++++ DATA LISTING
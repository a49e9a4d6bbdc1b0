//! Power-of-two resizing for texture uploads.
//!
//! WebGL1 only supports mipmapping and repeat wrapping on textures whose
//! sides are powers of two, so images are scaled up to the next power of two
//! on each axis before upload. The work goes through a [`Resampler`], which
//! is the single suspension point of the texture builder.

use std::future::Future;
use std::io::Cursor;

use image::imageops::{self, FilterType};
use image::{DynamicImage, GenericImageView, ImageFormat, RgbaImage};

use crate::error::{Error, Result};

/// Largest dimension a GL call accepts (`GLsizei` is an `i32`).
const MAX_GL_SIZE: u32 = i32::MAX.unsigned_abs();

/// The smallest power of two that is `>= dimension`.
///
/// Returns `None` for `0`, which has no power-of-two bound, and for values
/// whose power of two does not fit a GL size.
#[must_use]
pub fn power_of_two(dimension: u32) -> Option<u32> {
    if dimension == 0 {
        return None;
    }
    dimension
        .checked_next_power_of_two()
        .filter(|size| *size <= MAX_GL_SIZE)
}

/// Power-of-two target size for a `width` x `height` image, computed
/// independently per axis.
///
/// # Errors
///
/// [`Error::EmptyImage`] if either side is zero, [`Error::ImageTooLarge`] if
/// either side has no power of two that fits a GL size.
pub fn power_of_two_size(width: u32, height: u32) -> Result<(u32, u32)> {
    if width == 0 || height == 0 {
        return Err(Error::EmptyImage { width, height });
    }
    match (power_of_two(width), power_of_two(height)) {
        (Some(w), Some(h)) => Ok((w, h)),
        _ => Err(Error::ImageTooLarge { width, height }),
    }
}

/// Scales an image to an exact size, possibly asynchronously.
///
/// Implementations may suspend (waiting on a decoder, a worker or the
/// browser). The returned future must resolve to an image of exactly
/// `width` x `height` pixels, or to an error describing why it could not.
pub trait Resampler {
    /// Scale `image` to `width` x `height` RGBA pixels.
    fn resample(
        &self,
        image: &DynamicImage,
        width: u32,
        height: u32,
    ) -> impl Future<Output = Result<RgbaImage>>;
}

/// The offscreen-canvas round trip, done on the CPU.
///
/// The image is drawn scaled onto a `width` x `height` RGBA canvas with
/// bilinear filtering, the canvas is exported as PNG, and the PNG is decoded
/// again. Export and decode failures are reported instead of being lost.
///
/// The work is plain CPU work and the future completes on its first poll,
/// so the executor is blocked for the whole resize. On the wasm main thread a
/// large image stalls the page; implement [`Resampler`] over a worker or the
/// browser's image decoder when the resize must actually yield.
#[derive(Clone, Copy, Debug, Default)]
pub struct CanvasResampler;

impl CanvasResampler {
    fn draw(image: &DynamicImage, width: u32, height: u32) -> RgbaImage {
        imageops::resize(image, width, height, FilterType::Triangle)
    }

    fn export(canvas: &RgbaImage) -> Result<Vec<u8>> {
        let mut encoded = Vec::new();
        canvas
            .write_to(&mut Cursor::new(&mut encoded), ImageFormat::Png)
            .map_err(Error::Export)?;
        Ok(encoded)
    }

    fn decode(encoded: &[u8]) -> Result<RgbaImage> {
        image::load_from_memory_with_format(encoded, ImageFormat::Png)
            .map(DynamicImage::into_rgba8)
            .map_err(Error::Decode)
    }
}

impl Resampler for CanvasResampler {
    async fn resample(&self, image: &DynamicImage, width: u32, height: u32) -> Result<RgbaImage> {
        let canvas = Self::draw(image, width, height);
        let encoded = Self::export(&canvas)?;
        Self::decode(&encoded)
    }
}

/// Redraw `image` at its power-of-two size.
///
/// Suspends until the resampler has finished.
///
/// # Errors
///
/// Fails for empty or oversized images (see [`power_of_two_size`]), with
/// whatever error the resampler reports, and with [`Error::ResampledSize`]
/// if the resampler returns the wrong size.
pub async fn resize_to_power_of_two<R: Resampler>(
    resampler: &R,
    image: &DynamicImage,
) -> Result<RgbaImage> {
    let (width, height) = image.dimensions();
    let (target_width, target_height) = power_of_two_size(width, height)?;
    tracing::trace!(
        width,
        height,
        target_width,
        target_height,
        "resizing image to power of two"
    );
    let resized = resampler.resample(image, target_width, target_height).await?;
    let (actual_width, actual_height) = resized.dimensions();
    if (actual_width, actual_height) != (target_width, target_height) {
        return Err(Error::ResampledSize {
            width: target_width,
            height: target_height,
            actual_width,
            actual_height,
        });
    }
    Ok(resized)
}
++++++++
++++ DATA LISTING
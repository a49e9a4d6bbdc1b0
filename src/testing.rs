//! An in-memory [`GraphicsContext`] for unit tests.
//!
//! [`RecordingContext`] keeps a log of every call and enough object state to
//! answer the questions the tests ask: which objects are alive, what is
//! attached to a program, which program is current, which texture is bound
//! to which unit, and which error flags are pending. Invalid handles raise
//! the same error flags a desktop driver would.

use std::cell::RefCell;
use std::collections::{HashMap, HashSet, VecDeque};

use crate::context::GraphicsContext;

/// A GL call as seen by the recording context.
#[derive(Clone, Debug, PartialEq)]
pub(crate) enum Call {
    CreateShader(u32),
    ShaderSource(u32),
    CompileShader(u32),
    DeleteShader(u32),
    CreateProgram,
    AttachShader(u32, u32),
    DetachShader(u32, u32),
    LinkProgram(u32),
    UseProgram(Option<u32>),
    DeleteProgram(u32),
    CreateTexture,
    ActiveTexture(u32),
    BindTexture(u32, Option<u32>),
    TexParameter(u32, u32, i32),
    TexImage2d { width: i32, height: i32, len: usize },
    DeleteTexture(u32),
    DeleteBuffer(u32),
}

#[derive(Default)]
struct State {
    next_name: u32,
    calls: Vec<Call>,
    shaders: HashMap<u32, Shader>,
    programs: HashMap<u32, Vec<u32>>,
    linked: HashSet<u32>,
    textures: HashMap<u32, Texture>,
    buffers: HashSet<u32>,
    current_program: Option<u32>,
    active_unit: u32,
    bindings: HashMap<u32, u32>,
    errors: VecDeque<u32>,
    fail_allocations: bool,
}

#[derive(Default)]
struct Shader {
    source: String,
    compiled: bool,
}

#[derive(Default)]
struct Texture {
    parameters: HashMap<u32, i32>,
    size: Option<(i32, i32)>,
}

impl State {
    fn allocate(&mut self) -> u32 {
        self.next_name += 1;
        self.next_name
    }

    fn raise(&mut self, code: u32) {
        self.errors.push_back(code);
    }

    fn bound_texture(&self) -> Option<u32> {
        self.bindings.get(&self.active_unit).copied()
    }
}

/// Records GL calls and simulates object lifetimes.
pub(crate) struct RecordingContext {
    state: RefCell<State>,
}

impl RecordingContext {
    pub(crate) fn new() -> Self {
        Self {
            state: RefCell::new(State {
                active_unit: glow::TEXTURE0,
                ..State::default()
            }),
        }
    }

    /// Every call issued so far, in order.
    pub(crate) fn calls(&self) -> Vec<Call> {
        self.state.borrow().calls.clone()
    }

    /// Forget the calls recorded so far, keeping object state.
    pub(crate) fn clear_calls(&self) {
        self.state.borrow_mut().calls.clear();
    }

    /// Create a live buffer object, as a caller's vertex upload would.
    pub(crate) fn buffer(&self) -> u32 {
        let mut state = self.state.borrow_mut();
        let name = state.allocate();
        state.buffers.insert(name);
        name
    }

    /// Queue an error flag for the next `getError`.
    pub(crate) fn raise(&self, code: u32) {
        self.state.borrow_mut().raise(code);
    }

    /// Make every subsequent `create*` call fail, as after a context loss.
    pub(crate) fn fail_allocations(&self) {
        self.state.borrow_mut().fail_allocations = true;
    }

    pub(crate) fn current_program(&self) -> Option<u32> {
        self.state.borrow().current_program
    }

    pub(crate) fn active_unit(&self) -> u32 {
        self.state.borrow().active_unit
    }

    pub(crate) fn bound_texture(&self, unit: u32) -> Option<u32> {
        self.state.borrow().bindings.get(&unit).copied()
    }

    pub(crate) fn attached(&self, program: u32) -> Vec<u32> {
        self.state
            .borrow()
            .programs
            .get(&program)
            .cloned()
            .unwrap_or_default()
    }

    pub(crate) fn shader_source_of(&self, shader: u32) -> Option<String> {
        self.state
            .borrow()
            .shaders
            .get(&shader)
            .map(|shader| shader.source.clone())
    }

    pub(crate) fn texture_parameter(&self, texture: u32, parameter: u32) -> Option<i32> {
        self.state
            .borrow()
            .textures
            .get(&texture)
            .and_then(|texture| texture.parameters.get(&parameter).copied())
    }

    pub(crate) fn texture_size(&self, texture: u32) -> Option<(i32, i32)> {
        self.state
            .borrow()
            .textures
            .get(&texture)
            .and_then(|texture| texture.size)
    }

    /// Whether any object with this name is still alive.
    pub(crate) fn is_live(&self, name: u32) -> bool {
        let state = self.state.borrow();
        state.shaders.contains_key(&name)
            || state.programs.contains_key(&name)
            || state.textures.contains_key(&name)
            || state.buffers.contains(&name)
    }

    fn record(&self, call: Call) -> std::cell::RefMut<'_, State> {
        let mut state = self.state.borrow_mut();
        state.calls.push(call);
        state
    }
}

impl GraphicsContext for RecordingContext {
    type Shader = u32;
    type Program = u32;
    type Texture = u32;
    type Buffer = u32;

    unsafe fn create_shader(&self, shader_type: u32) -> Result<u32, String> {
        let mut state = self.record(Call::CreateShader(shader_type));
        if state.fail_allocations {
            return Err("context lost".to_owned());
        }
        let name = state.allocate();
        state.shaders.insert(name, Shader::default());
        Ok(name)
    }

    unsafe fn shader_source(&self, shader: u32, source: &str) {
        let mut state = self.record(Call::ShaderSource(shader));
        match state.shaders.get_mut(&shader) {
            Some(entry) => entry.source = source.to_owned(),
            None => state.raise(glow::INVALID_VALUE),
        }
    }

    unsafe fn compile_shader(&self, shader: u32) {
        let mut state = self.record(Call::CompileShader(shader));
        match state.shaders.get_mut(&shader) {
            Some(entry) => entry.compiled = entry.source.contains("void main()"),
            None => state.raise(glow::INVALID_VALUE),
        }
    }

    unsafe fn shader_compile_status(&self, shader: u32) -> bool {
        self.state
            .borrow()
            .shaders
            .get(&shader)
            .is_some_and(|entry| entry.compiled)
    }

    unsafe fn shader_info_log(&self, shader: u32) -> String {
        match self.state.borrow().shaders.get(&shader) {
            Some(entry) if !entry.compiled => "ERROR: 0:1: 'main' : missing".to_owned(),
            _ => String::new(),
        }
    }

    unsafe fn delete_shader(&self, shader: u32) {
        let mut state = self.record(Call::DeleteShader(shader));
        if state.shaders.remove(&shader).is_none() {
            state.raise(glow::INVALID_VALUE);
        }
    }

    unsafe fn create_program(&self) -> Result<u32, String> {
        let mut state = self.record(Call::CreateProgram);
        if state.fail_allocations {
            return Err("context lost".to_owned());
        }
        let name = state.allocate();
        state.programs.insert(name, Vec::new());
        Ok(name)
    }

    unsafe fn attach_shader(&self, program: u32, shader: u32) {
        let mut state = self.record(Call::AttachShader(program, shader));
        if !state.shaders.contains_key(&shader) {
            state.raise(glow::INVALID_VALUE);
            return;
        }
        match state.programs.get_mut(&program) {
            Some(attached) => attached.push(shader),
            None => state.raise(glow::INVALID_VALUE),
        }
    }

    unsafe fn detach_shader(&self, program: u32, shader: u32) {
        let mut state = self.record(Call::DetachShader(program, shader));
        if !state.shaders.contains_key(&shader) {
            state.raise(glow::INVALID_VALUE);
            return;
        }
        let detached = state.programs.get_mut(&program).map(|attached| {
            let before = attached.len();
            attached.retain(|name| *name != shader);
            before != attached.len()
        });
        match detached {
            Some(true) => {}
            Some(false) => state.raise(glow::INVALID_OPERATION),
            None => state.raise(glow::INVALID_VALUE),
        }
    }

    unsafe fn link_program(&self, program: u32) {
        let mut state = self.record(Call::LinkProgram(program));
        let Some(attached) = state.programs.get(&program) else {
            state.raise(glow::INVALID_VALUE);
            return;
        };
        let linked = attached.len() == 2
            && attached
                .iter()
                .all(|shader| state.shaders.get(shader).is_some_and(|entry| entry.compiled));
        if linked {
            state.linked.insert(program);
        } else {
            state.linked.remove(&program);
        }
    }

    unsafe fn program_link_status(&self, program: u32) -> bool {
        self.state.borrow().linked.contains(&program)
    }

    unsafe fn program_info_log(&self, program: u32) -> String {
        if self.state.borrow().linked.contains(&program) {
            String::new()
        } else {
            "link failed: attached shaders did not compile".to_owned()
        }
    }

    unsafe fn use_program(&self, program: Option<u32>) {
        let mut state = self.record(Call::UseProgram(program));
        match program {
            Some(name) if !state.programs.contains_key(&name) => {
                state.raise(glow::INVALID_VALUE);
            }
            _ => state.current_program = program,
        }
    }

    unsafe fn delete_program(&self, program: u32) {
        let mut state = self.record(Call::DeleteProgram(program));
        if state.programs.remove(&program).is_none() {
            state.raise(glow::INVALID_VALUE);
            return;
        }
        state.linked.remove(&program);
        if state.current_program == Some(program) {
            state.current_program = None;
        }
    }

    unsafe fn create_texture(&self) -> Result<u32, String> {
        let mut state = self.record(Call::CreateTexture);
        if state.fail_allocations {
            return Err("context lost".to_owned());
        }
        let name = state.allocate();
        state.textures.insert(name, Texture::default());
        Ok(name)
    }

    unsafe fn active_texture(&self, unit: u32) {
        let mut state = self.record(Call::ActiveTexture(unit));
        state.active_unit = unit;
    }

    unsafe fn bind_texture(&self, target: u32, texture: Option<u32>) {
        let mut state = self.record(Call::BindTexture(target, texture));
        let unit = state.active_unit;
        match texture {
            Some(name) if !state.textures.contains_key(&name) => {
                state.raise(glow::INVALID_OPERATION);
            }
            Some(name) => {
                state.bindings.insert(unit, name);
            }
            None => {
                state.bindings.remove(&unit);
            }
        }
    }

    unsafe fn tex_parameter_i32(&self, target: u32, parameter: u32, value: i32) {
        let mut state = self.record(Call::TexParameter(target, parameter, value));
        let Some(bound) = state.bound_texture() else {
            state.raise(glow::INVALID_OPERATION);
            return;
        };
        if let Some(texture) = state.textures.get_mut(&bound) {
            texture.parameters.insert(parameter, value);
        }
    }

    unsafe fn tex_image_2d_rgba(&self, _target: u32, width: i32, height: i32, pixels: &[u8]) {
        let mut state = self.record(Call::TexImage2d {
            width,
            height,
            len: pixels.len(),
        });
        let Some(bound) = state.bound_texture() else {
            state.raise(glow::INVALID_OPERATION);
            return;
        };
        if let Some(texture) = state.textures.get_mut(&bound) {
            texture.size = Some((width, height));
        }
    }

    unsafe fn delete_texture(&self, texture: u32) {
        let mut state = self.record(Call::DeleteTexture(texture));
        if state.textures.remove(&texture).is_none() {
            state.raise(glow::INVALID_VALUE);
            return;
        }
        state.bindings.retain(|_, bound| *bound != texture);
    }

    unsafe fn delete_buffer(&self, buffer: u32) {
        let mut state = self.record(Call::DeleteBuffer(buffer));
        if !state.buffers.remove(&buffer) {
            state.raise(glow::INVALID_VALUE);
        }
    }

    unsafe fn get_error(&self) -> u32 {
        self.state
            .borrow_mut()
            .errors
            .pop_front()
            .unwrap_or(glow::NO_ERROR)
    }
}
++++++++
TASK DESCRIPTION: Show every line of the listing that includes the word "bindings".

TASK ANSWER:
    bindings: HashMap<u32, u32>,
        self.bindings.get(&self.active_unit).copied()
        self.state.borrow().bindings.get(&unit).copied()
                state.bindings.insert(unit, name);
                state.bindings.remove(&unit);
        state.bindings.retain(|_, bound| *bound != texture);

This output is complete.